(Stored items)

_____

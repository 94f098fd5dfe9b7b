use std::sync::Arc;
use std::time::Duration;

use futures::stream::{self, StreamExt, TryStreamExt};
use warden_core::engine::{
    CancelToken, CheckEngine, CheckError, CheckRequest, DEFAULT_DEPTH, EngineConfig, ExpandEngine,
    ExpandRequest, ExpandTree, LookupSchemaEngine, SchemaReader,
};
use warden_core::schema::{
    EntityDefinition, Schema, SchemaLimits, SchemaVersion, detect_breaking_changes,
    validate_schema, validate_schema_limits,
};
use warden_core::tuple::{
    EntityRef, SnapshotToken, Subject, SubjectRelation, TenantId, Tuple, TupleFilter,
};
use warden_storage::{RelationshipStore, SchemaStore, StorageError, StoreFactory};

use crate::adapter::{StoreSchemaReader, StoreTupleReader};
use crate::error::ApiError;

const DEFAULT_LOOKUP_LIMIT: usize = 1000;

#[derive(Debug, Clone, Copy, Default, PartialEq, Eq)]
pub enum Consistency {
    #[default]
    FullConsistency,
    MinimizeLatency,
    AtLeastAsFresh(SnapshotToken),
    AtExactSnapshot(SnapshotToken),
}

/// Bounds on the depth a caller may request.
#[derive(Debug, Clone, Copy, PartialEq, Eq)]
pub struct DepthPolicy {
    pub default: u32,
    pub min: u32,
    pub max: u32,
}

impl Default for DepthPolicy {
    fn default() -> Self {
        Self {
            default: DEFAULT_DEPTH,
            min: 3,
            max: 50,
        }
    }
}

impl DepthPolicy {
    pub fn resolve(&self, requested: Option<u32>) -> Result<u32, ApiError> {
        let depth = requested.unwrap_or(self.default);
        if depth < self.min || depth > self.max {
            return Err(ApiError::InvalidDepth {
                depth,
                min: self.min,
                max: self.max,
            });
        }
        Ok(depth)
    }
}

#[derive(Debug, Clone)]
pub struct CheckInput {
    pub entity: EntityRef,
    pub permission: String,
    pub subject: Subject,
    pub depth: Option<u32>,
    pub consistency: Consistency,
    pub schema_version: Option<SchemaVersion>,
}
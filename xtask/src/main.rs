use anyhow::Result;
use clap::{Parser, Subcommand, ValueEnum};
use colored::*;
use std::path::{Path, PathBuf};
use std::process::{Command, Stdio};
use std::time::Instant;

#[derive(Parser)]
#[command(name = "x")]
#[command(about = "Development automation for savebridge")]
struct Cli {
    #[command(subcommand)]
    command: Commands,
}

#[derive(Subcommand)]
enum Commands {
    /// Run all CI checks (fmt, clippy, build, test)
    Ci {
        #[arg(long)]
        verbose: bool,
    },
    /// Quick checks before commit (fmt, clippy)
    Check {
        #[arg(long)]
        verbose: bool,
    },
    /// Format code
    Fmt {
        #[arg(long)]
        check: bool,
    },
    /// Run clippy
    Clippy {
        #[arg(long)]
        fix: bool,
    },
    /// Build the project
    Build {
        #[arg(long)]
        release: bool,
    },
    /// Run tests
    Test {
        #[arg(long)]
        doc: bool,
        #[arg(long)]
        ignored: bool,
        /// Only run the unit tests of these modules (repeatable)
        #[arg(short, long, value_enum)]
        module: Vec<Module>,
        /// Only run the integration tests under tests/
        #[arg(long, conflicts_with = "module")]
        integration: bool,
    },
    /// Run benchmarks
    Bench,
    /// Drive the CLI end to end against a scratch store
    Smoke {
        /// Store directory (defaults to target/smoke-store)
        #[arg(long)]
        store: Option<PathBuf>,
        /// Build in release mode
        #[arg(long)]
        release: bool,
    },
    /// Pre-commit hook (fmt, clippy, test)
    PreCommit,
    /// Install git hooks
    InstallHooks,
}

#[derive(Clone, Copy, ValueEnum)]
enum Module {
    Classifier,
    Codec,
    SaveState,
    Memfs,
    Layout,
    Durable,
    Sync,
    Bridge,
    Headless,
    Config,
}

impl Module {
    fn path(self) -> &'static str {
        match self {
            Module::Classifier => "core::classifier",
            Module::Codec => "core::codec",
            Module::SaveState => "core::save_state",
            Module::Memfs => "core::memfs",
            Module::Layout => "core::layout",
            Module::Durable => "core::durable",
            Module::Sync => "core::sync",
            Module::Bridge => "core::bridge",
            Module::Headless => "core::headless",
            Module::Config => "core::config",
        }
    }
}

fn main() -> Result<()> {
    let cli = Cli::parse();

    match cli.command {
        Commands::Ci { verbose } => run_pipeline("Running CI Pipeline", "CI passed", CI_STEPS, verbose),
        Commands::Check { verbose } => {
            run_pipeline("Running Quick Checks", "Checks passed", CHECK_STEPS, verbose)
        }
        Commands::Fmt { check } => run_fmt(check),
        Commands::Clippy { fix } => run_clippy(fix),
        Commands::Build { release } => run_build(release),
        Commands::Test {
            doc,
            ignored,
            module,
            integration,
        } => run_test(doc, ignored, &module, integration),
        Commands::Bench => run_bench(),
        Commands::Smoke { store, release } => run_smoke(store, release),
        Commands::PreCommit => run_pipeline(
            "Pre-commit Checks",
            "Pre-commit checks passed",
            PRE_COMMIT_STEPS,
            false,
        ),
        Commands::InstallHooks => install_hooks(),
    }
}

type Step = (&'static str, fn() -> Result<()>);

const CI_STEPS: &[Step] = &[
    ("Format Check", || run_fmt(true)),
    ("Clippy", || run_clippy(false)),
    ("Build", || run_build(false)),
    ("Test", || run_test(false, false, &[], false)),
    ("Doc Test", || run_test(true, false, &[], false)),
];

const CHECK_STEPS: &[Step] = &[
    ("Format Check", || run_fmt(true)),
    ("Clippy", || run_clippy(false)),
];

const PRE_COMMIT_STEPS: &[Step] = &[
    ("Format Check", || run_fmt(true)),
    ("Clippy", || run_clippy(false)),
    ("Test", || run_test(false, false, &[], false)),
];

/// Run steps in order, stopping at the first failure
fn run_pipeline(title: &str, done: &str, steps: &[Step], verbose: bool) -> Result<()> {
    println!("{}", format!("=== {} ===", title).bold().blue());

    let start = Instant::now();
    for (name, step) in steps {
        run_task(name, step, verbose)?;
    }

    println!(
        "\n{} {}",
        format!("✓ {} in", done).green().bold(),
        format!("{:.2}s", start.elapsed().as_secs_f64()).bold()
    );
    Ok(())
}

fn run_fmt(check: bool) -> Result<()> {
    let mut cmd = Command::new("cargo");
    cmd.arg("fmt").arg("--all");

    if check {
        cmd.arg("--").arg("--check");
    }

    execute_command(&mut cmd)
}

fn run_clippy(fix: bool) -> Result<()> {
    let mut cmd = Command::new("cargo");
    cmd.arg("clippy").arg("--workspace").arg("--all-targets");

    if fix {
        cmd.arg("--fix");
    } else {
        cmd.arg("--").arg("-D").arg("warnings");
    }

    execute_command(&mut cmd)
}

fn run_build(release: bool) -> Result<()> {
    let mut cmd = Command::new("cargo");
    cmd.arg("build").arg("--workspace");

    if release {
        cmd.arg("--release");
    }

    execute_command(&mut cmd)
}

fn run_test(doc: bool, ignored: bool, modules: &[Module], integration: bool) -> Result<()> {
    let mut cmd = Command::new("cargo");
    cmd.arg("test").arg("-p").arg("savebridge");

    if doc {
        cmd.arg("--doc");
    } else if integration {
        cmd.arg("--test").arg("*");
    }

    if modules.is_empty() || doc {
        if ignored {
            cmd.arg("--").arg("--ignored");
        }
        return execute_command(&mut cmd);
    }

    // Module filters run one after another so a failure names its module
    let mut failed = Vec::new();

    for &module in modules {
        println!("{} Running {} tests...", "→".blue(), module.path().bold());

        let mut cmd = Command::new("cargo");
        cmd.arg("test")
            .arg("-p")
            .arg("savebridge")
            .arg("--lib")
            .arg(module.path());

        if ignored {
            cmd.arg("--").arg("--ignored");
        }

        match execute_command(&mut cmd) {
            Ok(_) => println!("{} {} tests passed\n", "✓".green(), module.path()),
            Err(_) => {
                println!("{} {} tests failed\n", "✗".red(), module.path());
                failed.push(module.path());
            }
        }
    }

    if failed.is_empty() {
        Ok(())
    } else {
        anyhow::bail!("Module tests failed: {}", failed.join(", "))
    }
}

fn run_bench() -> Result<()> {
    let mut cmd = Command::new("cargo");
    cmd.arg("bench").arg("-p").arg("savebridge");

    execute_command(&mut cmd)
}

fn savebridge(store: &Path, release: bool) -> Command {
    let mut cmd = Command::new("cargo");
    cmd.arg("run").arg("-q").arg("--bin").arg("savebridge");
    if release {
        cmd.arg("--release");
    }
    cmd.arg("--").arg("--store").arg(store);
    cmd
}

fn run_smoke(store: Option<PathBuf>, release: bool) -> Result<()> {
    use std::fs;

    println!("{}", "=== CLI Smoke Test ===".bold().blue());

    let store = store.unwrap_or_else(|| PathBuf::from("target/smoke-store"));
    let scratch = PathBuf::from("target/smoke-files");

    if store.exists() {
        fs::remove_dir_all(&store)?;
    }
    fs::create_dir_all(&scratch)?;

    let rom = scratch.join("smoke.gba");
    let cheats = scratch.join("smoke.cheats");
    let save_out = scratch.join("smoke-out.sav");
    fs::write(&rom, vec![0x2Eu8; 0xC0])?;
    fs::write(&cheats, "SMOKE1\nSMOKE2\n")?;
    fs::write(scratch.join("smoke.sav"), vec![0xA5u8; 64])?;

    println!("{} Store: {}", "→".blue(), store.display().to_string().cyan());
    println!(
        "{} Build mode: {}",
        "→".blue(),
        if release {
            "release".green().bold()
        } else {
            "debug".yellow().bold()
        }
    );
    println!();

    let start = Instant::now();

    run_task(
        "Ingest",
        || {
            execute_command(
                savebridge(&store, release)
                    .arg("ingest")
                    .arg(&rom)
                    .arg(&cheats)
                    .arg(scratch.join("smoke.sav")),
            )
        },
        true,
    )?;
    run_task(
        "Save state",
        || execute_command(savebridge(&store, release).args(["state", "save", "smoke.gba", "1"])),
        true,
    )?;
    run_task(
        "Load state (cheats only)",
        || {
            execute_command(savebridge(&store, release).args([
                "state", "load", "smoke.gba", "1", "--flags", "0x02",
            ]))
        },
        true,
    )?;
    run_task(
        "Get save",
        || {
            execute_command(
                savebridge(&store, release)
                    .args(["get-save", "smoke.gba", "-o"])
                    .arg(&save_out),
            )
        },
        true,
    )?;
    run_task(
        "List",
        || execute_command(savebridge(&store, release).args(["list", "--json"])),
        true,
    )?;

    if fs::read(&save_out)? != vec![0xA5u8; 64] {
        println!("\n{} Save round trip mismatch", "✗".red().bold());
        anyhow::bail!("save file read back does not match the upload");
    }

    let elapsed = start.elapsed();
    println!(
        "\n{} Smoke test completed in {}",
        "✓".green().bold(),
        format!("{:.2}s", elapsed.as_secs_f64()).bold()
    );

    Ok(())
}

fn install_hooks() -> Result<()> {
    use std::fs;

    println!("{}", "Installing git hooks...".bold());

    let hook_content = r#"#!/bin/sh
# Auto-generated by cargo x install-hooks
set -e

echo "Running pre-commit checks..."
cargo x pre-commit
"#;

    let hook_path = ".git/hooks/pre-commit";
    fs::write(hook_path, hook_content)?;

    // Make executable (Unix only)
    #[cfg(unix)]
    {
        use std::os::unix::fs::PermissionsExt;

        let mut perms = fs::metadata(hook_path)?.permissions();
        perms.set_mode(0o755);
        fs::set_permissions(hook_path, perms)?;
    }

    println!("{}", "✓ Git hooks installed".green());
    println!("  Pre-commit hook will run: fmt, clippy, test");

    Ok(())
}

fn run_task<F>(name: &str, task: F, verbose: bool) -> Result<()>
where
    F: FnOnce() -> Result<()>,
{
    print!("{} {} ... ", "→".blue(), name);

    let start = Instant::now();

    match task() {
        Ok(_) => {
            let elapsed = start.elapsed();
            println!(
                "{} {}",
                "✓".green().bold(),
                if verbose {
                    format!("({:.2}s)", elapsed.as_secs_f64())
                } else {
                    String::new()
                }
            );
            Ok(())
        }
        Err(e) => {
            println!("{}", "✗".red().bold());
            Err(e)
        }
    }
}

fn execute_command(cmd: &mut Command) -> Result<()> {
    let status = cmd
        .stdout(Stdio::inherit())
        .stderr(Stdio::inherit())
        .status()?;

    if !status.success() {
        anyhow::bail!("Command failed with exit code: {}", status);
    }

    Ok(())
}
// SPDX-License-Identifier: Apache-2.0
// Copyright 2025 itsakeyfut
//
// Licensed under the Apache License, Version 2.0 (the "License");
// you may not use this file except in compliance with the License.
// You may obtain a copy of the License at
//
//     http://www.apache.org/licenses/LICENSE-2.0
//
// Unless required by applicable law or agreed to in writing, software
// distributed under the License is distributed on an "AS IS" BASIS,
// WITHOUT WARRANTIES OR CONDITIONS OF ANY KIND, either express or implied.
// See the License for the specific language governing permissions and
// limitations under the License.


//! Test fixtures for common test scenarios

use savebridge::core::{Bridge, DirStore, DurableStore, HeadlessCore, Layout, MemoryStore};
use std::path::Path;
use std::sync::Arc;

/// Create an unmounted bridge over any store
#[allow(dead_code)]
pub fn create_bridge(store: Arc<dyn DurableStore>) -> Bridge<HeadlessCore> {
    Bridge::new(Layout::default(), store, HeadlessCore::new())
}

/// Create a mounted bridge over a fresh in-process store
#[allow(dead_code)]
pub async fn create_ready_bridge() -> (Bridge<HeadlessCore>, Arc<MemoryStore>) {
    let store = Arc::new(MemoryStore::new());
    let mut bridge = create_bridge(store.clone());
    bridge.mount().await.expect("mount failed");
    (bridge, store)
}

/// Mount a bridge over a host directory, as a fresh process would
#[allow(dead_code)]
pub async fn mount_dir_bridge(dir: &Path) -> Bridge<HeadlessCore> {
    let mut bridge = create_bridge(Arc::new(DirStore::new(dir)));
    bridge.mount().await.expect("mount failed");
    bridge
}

_____

▸ ACTIVITY: Each line above that contains "verbose" counts once; report the resulting number and nothing else.

▸ RESPONSE TO THIS TASK: 9